Segment Open
//! Row types for the data index, grounded on `alpenhorn.db` (the peewee
//! models in the original implementation) and on the field list in the
//! data-model section of this crate's specification.

use chrono::{DateTime, Utc};
use diesel::prelude::*;
use serde::{Deserialize, Serialize};

use crate::schema::*;

/// `has_file`: whether the bytes are actually present on the node, and
/// believed good.
#[derive(Clone, Copy, Debug, PartialEq, Eq, Serialize, Deserialize)]
pub enum HasFile {
    /// Present and known good.
    Yes,
    /// Absent.
    No,
    /// Present, but needs re-verification.
    Maybe,
    /// Present, verified corrupt.
    Corrupt,
}

impl HasFile {
    pub fn as_db(self) -> &'static str {
        match self {
            HasFile::Yes => "Y",
            HasFile::No => "N",
            HasFile::Maybe => "M",
            HasFile::Corrupt => "X",
        }
    }

    pub fn from_db(s: &str) -> Self {
        match s {
            "Y" => HasFile::Yes,
            "M" => HasFile::Maybe,
            "X" => HasFile::Corrupt,
            _ => HasFile::No,
        }
    }

    /// Priority order for deriving a group's aggregate has-state:
    /// Y beats M beats X beats N.
    pub fn priority(self) -> u8 {
        match self {
            HasFile::Yes => 3,
            HasFile::Maybe => 2,
            HasFile::Corrupt => 1,
            HasFile::No => 0,
        }
    }
}

/// `wants_file`: the daemon's intent for this copy.
#[derive(Clone, Copy, Debug, PartialEq, Eq, Serialize, Deserialize)]
pub enum WantsFile {
    /// Keep permanently.
    Yes,
    /// Discretionary: deletable under space pressure.
    Maybe,
    /// Slated for deletion.
    No,
}

impl WantsFile {
    pub fn as_db(self) -> &'static str {
        match self {
            WantsFile::Yes => "Y",
            WantsFile::Maybe => "M",
            WantsFile::No => "N",
        }
    }

    pub fn from_db(s: &str) -> Self {
        match s {
            "Y" => WantsFile::Yes,
            "N" => WantsFile::No,
            _ => WantsFile::Maybe,
        }
    }

    /// Priority order for deriving a group's aggregate want-state:
    /// Y beats M beats X(treated as N) beats N.
    pub fn priority(self) -> u8 {
        match self {
            WantsFile::Yes => 3,
            WantsFile::Maybe => 2,
            WantsFile::No => 1,
        }
    }
}

#[derive(Clone, Copy, Debug, PartialEq, Eq, Serialize, Deserialize)]
pub enum StorageType {
    Archive,
    Transport,
    Field,
}

impl StorageType {
    pub fn as_db(self) -> &'static str {
        match self {
            StorageType::Archive => "A",
            StorageType::Transport => "T",
            StorageType::Field => "F",
        }
    }

    pub fn from_db(s: &str) -> Self {
        match s {
            "T" => StorageType::Transport,
            "F" => StorageType::Field,
            _ => StorageType::Archive,
        }
    }
}

#[derive(Queryable, Selectable, Identifiable, Debug, Clone)]
#[diesel(table_name = acq)]
#[diesel(check_for_backend(diesel::pg::Pg))]
pub struct Acq {
    pub id: i32,
    pub name: String,
    pub comment: Option<String>,
}

#[derive(Insertable, Debug, Clone)]
#[diesel(table_name = acq)]
pub struct NewAcq<'a> {
    pub name: &'a str,
    pub comment: Option<&'a str>,
}

#[derive(Queryable, Selectable, Identifiable, Debug, Clone)]
#[diesel(table_name = file)]
#[diesel(check_for_backend(diesel::pg::Pg))]
pub struct File {
    pub id: i32,
    pub acq_id: i32,
    pub name: String,
    pub size_b: i64,
    pub md5sum: String,
    pub registered: DateTime<Utc>,
}

#[derive(Insertable, Debug, Clone)]
#[diesel(table_name = file)]
pub struct NewFile<'a> {
    pub acq_id: i32,
    pub name: &'a str,
    pub size_b: i64,
    pub md5sum: &'a str,
}

#[derive(Queryable, Selectable, Identifiable, Debug, Clone, PartialEq)]
#[diesel(table_name = storagegroup)]
#[diesel(check_for_backend(diesel::pg::Pg))]
pub struct StorageGroup {
    pub id: i32,
    pub name: String,
    pub notes: Option<String>,
    pub io_class: Option<String>,
    pub io_config: Option<serde_json::Value>,
}

#[derive(Queryable, Selectable, Identifiable, Debug, Clone, PartialEq)]
#[diesel(table_name = storagenode)]
#[diesel(check_for_backend(diesel::pg::Pg))]
pub struct StorageNode {
    pub id: i32,
    pub name: String,
    pub group_id: i32,
    pub host: String,
    pub root: String,
    pub username: Option<String>,
    pub address: Option<String>,
    pub active: bool,
    pub auto_import: bool,
    pub auto_verify: i32,
    pub storage_type: String,
    pub max_total_gb: Option<f64>,
    pub min_avail_gb: Option<f64>,
    pub avail_gb: Option<f64>,
    pub avail_gb_last_checked: Option<DateTime<Utc>>,
    pub io_class: Option<String>,
    pub io_config: Option<serde_json::Value>,
    pub notes: Option<String>,
}

impl StorageNode {
    pub fn storage_type(&self) -> StorageType {
        StorageType::from_db(&self.storage_type)
    }

    pub fn is_local(&self, this_host: &str) -> bool {
        self.host == this_host
    }

    pub fn is_archive(&self) -> bool {
        self.storage_type() == StorageType::Archive
    }

    /// True when `avail_gb` is known and below `min_avail_gb`.
    pub fn under_min(&self) -> bool {
        match (self.avail_gb, self.min_avail_gb) {
            (Some(avail), Some(min)) => avail < min,
            _ => false,
        }
    }
}

#[derive(Queryable, Selectable, Identifiable, Debug, Clone)]
#[diesel(table_name = filecopy)]
#[diesel(check_for_backend(diesel::pg::Pg))]
pub struct FileCopy {
    pub id: i32,
    pub file_id: i32,
    pub node_id: i32,
    pub has_file: String,
    pub wants_file: String,
    pub ready: bool,
    pub size_b: Option<i64>,
    pub last_update: DateTime<Utc>,
}

impl FileCopy {
    pub fn has_file(&self) -> HasFile {
        HasFile::from_db(&self.has_file)
    }

    pub fn wants_file(&self) -> WantsFile {
        WantsFile::from_db(&self.wants_file)
    }
}

#[derive(Insertable, AsChangeset, Debug, Clone)]
#[diesel(table_name = filecopy)]
pub struct NewFileCopy {
    pub file_id: i32,
    pub node_id: i32,
    pub has_file: String,
    pub wants_file: String,
    pub ready: bool,
    pub size_b: Option<i64>,
}

#[derive(Queryable, Selectable, Identifiable, Debug, Clone)]
#[diesel(table_name = filecopyrequest)]
#[diesel(check_for_backend(diesel::pg::Pg))]
pub struct FileCopyRequest {
    pub id: i32,
    pub file_id: i32,
    pub node_from_id: i32,
    pub group_to_id: i32,
    pub completed: bool,
    pub cancelled: bool,
    pub timestamp: DateTime<Utc>,
    pub transfer_started: Option<DateTime<Utc>>,
    pub transfer_completed: Option<DateTime<Utc>>,
}

impl FileCopyRequest {
    pub fn is_open(&self) -> bool {
        !self.completed && !self.cancelled
    }
}

#[derive(Queryable, Selectable, Identifiable, Debug, Clone)]
#[diesel(table_name = fileimportrequest)]
#[diesel(check_for_backend(diesel::pg::Pg))]
pub struct FileImportRequest {
    pub id: i32,
    pub node_id: i32,
    pub path: String,
    pub recurse: bool,
    pub register: bool,
    pub completed: bool,
    pub timestamp: DateTime<Utc>,
}

/// Sentinel `path` value meaning "initialise this node", rather than
/// importing a file at a real path.
pub const ALPENHORN_NODE: &str = "ALPENHORN_NODE";

#[derive(Queryable, Selectable, Identifiable, Debug, Clone)]
#[diesel(table_name = storagetransferaction)]
#[diesel(check_for_backend(diesel::pg::Pg))]
pub struct StorageTransferAction {
    pub id: i32,
    pub node_from_id: i32,
    pub group_to_id: i32,
    pub autosync: bool,
    pub autoclean: bool,
}

#[derive(Queryable, Selectable, Identifiable, Debug, Clone)]
#[diesel(table_name = dataindexversion, primary_key(component))]
#[diesel(check_for_backend(diesel::pg::Pg))]
pub struct DataIndexVersion {
    pub component: String,
    pub version: i32,
}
Segment Closed
Say how many lines in the records above hold "StorageType", and give no other text.

11